(AVAILABLE DATA begins)

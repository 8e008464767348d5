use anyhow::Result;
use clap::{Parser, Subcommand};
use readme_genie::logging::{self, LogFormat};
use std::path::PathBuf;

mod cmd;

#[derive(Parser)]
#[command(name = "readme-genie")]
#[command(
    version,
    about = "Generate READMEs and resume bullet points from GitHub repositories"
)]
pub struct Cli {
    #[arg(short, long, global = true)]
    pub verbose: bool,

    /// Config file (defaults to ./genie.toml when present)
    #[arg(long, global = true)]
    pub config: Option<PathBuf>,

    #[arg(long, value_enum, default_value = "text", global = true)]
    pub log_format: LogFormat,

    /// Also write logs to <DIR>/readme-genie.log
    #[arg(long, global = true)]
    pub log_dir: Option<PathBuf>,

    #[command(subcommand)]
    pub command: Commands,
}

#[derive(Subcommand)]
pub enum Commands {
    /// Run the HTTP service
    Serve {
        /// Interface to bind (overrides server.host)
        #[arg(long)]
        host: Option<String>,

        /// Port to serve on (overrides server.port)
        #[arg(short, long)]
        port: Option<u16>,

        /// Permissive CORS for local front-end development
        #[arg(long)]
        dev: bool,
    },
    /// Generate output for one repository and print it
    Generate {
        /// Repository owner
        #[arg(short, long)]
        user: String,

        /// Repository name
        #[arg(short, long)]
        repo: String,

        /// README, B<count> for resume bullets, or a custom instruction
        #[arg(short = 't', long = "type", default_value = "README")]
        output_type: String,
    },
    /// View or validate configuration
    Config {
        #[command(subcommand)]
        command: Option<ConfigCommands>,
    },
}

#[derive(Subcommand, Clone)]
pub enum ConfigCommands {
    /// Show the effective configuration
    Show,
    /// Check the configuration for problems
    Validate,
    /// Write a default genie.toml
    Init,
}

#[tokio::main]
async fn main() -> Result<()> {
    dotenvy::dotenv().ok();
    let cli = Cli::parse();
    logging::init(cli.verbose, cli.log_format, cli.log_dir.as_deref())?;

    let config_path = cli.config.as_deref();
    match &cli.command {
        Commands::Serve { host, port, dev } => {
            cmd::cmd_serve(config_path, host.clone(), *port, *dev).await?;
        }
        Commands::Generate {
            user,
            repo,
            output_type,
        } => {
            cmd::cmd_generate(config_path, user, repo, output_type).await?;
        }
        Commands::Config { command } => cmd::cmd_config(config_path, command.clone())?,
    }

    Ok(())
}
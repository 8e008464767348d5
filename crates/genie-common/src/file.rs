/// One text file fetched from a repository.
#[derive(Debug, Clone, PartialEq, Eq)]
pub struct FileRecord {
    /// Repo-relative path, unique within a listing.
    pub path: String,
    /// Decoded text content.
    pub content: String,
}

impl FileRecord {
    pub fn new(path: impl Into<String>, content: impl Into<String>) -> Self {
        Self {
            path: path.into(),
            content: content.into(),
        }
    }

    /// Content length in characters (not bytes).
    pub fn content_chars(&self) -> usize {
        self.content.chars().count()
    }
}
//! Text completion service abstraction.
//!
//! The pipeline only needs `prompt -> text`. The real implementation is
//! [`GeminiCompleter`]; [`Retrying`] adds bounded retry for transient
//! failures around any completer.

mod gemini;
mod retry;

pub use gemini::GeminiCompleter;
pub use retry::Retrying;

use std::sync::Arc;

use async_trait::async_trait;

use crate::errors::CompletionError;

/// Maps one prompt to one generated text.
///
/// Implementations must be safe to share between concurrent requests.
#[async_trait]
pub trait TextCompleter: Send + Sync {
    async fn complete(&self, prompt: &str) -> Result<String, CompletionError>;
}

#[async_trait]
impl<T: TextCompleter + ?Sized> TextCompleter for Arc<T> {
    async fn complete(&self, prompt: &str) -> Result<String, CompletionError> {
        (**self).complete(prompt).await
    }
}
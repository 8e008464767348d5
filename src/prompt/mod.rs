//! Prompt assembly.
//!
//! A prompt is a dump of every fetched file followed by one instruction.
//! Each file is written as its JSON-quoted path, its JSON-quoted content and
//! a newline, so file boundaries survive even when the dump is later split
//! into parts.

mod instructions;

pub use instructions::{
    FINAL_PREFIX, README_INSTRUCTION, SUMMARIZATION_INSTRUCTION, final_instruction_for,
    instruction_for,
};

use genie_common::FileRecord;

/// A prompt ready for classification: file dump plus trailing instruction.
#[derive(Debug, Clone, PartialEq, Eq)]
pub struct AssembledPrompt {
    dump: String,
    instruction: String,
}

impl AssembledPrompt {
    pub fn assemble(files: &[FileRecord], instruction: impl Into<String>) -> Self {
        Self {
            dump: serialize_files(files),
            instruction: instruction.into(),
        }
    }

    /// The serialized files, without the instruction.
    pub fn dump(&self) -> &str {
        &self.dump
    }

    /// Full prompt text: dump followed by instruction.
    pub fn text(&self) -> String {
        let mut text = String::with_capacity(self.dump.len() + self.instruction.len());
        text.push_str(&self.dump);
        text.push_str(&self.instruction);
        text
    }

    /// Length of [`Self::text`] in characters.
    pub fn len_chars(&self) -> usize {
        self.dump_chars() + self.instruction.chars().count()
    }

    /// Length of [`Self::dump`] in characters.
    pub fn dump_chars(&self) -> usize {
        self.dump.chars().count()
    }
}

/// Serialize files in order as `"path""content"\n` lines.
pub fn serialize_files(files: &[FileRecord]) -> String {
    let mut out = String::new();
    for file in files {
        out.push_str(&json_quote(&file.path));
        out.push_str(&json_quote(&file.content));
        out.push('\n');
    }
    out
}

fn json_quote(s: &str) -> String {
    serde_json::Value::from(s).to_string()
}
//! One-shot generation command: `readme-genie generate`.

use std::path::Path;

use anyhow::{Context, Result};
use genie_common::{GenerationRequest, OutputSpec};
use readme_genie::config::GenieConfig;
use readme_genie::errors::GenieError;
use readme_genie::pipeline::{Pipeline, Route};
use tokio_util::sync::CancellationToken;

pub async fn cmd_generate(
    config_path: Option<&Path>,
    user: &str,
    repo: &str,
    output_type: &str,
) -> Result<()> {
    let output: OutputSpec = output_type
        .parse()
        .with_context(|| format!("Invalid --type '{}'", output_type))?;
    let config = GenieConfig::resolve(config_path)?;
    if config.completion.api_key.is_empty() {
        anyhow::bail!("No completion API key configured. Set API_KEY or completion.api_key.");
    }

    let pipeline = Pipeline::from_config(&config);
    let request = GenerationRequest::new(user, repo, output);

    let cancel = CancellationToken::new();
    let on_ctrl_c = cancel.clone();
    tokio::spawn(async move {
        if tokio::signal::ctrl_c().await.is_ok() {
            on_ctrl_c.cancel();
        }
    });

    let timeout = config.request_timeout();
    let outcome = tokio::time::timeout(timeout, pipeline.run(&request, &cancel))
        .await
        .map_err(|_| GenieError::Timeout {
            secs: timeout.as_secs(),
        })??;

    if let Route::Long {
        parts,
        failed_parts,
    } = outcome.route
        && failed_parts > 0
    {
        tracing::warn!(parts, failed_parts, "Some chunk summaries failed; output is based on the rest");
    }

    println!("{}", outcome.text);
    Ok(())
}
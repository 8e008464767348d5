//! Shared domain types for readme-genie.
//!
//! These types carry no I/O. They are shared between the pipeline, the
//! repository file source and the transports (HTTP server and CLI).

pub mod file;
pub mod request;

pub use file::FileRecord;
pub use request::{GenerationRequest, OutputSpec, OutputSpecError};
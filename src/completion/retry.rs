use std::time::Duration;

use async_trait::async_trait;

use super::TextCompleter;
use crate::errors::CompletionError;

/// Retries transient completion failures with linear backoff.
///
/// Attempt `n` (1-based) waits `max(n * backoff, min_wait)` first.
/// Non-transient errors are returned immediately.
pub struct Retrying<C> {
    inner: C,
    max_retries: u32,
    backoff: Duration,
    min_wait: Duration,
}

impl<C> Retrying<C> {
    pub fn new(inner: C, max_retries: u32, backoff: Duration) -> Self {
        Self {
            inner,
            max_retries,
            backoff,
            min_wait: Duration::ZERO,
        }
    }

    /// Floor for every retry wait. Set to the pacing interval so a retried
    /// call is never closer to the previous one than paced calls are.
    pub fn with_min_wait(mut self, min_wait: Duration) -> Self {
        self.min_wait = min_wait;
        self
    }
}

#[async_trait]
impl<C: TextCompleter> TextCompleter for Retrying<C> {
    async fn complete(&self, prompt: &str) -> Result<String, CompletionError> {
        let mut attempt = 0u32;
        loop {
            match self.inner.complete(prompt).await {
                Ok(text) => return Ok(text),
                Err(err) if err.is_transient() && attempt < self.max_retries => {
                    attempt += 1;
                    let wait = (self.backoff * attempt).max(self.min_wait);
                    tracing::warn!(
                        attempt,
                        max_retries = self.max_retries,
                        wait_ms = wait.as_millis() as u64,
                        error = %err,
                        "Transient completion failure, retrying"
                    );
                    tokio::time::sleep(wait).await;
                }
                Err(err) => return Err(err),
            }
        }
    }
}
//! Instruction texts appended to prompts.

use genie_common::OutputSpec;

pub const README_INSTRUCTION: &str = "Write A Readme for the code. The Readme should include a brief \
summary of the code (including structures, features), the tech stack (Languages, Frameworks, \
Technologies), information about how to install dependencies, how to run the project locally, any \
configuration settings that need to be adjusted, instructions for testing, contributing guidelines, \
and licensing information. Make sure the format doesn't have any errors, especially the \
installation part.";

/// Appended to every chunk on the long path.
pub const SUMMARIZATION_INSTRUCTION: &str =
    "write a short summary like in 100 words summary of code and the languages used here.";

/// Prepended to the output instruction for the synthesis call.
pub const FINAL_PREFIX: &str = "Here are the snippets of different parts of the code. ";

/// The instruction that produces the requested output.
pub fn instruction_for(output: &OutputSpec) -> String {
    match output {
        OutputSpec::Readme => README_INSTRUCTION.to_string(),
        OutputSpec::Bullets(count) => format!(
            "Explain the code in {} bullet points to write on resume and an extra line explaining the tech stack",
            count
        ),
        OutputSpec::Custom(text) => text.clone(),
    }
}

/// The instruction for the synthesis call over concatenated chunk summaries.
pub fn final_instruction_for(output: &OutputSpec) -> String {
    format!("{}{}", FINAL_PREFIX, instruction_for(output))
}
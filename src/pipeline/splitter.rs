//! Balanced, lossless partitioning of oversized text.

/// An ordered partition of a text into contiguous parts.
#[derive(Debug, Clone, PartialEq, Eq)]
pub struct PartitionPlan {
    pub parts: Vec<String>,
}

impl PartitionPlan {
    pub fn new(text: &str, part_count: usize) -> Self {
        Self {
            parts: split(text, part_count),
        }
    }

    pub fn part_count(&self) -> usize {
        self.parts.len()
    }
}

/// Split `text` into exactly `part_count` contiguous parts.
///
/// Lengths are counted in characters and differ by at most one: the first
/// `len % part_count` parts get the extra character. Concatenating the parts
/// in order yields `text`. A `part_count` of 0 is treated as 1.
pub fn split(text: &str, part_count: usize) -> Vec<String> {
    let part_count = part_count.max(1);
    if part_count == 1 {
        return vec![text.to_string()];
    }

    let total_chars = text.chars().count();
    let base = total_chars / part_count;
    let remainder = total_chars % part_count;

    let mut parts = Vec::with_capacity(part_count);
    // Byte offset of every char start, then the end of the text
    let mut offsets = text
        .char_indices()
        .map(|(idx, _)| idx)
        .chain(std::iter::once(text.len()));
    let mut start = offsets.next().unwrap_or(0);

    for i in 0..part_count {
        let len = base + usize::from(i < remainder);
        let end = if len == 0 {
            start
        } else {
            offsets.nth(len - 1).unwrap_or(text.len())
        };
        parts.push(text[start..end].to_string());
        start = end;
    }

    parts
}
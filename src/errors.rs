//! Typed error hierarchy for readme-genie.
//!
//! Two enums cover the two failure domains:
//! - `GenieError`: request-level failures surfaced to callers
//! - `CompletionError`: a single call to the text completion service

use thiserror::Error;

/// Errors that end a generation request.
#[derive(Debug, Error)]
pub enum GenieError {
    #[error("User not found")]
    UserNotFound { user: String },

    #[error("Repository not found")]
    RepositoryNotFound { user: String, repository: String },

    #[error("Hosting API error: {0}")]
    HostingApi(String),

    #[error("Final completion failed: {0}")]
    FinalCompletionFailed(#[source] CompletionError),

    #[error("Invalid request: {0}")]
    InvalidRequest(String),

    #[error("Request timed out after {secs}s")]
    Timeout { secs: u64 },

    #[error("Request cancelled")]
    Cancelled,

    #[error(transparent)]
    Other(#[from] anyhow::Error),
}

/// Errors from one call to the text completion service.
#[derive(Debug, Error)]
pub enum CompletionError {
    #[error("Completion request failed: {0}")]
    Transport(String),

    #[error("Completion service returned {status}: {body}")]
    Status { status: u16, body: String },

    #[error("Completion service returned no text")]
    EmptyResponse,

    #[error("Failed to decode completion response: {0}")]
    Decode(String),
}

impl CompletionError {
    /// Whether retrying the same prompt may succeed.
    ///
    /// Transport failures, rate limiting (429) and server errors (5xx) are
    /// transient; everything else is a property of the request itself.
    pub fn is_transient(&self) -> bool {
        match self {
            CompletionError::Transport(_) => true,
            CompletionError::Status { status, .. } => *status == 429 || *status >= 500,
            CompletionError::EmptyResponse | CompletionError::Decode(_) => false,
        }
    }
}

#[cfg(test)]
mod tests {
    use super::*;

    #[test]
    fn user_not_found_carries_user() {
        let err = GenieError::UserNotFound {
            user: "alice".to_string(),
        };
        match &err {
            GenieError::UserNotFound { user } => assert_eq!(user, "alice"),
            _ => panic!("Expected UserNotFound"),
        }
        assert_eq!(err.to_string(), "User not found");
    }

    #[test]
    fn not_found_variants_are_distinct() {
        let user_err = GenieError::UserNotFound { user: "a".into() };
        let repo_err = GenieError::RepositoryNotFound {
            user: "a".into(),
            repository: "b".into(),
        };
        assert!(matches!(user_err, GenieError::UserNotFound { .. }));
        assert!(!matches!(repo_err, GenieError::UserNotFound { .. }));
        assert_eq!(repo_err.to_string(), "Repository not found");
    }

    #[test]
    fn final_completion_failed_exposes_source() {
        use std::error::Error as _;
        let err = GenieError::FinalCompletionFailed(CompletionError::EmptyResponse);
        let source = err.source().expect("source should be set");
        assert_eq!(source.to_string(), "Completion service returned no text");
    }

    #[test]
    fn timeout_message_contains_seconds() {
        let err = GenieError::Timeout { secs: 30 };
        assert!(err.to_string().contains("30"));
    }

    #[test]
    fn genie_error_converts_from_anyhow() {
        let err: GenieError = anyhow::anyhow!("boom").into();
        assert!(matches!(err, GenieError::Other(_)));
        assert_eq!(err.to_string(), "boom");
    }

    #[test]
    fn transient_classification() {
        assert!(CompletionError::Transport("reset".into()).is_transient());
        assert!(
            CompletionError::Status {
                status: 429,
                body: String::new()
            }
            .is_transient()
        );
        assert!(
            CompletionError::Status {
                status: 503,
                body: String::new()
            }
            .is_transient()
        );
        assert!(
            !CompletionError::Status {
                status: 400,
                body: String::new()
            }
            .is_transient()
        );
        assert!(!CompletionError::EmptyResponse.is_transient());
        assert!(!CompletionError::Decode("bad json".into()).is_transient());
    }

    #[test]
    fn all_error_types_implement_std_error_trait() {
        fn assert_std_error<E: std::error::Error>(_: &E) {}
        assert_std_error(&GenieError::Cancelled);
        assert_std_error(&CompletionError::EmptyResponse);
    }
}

(AVAILABLE DATA ends)

### [EXERCISE REQUIREMENTS]
Determine how many of the lines above include the word "alice", then give that number and nothing else.

### [TASK SOLUTION]
2